PESCA - GOVERNO CONFUSO E LE MARINERIE SICILIANE SEMPRE PIU’ IN CRISI

“Condivido le buone intenzioni dell’Assessore D’Antrassi, ma il Governo ha dimostrato di non avere le idee chiare. Dopo 4 ore di riunione i rappresentanti delle marinerie della Sicilia sono tornati a casa a mani vuote nonostante l’impegno che va riconosciuto all’Assessore alle politiche Agricole Elio D’Antrassi. Non sono emerse notizie tali da rassicurare il comparto che vice un momento drammatico e che da oltre 15 giorni manifesta per avere garanzie e rassicurazioni”. A renderlo noto è Salvino Caputo, parlamentare del Pdl e Presidente la Commissione Legislativa Attività produttive dell’ARS al termine della riunione presso l’Assessorato delle Politiche Agricole alla presenza di una delegazione di tutte le marinerie siciliane “Con amarezza registriamo – ha continuato Caputo – l’assoluta confusione del Governo in materia di pesca e alle marinerie siciliane.

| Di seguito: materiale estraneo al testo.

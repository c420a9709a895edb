//! Standard MIDI File (SMF) export.
//!
//! Writes a [`ParsedMidi`] back to a .mid file. Every message is written as
//! stored; channel-voice messages use running status, which is cancelled
//! after every meta or sysex event so strict readers accept the output.

use super::message::{classify_channel, meta, status, ChannelClass, MidiMessage};
use super::sequence::ParsedMidi;
use super::vlq::write_vlq;
use std::fs::File;
use std::io::{BufWriter, Write};
use std::path::Path;

/// Writes a single message (without delta time), updating the running status.
fn write_event(message: &MidiMessage, running_status: &mut Option<u8>, buffer: &mut Vec<u8>) {
    if message.is_meta() {
        // Meta event: FF type len data
        buffer.push(status::META);
        buffer.push(message.status);
        write_vlq(message.data.len() as u32, buffer);
        buffer.extend_from_slice(&message.data);
        *running_status = None;
        return;
    }

    match classify_channel(message.status) {
        ChannelClass::Voice(_) => {
            if *running_status != Some(message.status) {
                buffer.push(message.status);
                *running_status = Some(message.status);
            }
            buffer.extend_from_slice(&message.data);
        }
        ChannelClass::Sysex => {
            // F0 len data (data already ends with F7)
            buffer.push(status::SYSTEM_EXCLUSIVE);
            write_vlq(message.data.len() as u32, buffer);
            buffer.extend_from_slice(&message.data);
            *running_status = None;
        }
        ChannelClass::System if message.status == status::SYSEX_ESCAPE => {
            buffer.push(status::SYSEX_ESCAPE);
            write_vlq(message.data.len() as u32, buffer);
            buffer.extend_from_slice(&message.data);
            *running_status = None;
        }
        ChannelClass::System | ChannelClass::Meta => {
            buffer.push(message.status);
            buffer.extend_from_slice(&message.data);
            *running_status = None;
        }
    }
}

/// Builds the track chunk body, converting absolute ticks to delta times.
///
/// A missing End of Track event is appended at the last tick.
fn build_track_data(track: &[MidiMessage]) -> Vec<u8> {
    let mut buffer = Vec::new();
    let mut running_status = None;
    let mut last_tick = 0u32;

    for message in track {
        let delta = message.ticks.saturating_sub(last_tick);
        write_vlq(delta, &mut buffer);
        write_event(message, &mut running_status, &mut buffer);
        last_tick = last_tick.max(message.ticks);
    }

    let terminated = track
        .last()
        .is_some_and(|m| m.is_meta() && m.status == meta::END_OF_TRACK);
    if !terminated {
        buffer.extend_from_slice(&[0x00, status::META, meta::END_OF_TRACK, 0x00]);
    }

    buffer
}

/// Appends a track chunk.
fn push_track_chunk(out: &mut Vec<u8>, track_data: &[u8]) {
    out.extend_from_slice(b"MTrk");
    out.extend_from_slice(&(track_data.len() as u32).to_be_bytes());
    out.extend_from_slice(track_data);
}

/// Appends the MThd chunk.
fn push_header(out: &mut Vec<u8>, format: u16, tracks: u16, division: u16) {
    out.extend_from_slice(b"MThd");
    out.extend_from_slice(&6u32.to_be_bytes());
    out.extend_from_slice(&format.to_be_bytes());
    out.extend_from_slice(&tracks.to_be_bytes());
    out.extend_from_slice(&division.to_be_bytes());
}

/// Encodes a parsed file as Standard MIDI File bytes.
pub fn write_midi(midi: &ParsedMidi) -> Vec<u8> {
    // A single-track format cannot hold several tracks
    let format = if midi.format == 0 && midi.tracks.len() > 1 {
        tracing::warn!(
            "Writing {} tracks as format 1 instead of format 0",
            midi.tracks.len()
        );
        1
    } else {
        midi.format
    };

    let mut out = Vec::new();
    push_header(&mut out, format, midi.tracks.len() as u16, midi.division);
    for track in &midi.tracks {
        push_track_chunk(&mut out, &build_track_data(track));
    }
    out
}

/// Exports a parsed file to a Standard MIDI File on disk.
///
/// # Arguments
///
/// * `midi` - The file to export
/// * `path` - Output file path
///
/// # Errors
///
/// Returns an error if the file cannot be created or written.
pub fn export_to_midi<P: AsRef<Path>>(midi: &ParsedMidi, path: P) -> std::io::Result<()> {
    let mut writer = BufWriter::new(File::create(path)?);
    writer.write_all(&write_midi(midi))?;
    writer.flush()
}

#[cfg(test)]
mod tests {
    use super::*;
    use crate::midi::fixtures::{build_smf, track_bytes};
    use crate::midi::parse_midi;

    fn sample_file() -> Vec<u8> {
        let conductor = track_bytes(&[
            (0, vec![0xFF, 0x03, 0x04, b'D', b'e', b'm', b'o']),
            (0, vec![0xFF, 0x51, 0x03, 0x07, 0xA1, 0x20]),
            (0, vec![0xF0, 0x0A, 0x41, 0x10, 0x42, 0x12, 0x40, 0x00, 0x7F, 0x00, 0x41, 0xF7]),
            (0, vec![0xFF, 0x2F, 0x00]),
        ]);
        let melody = track_bytes(&[
            (0, vec![0xC0, 0x10]),
            (0, vec![0xB0, 0x07, 0x64]),
            (0, vec![0x90, 60, 100]),
            (240, vec![64, 100]),
            (240, vec![0x80, 60, 0]),
            (0, vec![0x80, 64, 0]),
            (0, vec![0xFF, 0x2F, 0x00]),
        ]);
        build_smf(1, 480, &[conductor, melody])
    }

    #[test]
    fn test_write_reparses_identically() {
        let original = parse_midi(&sample_file()).unwrap();
        let written = write_midi(&original);
        let reparsed = parse_midi(&written).unwrap();

        assert_eq!(reparsed.tracks, original.tracks);
        assert_eq!(reparsed.division, 480);
        assert_eq!(reparsed.name, "Demo");
    }

    #[test]
    fn test_written_file_is_readable_by_midly() {
        let original = parse_midi(&sample_file()).unwrap();
        let written = write_midi(&original);

        let smf = midly::Smf::parse(&written).unwrap();
        assert_eq!(smf.tracks.len(), 2);
        assert_eq!(smf.tracks[0].len(), original.tracks[0].len());
        assert_eq!(smf.tracks[1].len(), original.tracks[1].len());
        match smf.header.timing {
            midly::Timing::Metrical(tpb) => assert_eq!(tpb.as_int(), 480),
            other => panic!("unexpected timing {:?}", other),
        }

        let note_ons = smf.tracks[1]
            .iter()
            .filter(|event| {
                matches!(
                    event.kind,
                    midly::TrackEventKind::Midi {
                        message: midly::MidiMessage::NoteOn { .. },
                        ..
                    }
                )
            })
            .count();
        assert_eq!(note_ons, 2);
    }

    #[test]
    fn test_export_writes_the_encoded_bytes() {
        let original = parse_midi(&sample_file()).unwrap();
        let path = std::env::temp_dir().join(format!("midiseq_export_{}.mid", std::process::id()));

        export_to_midi(&original, &path).unwrap();
        let on_disk = std::fs::read(&path).unwrap();
        std::fs::remove_file(&path).ok();

        assert_eq!(on_disk, write_midi(&original));
        assert_eq!(&on_disk[..4], b"MThd");
    }

    #[test]
    fn test_running_status_compression() {
        let track = vec![
            MidiMessage::note_on(0, 0, 60, 100),
            MidiMessage::note_on(0, 0, 64, 100),
            MidiMessage::meta(0, meta::MARKER, b"x".to_vec()),
            MidiMessage::note_on(10, 0, 67, 100),
        ];
        let data = build_track_data(&track);
        assert_eq!(
            data,
            vec![
                0x00, 0x90, 60, 100, // explicit status
                0x00, 64, 100, // running status
                0x00, 0xFF, 0x06, 0x01, b'x', // meta cancels running status
                0x0A, 0x90, 67, 100, // status written again
                0x00, 0xFF, 0x2F, 0x00, // appended end of track
            ]
        );
    }
}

Dobbiamo prendere atto che le decisioni della Commissione Europea continuano a paralizzare le nostre imprese ed il Governo della Regione non dimostra autorevolezza e determinazioni per aprire un fronte istituzionale a difesa delle nostre marinerie. A questo punto – ha concluso Caputo – ritengo indispensabile la dichiarazione dello stato di crisi del comparto e l’adozioni di misure straordinarie anche a costo di aprire un contenzioso con l’Unione Europea”.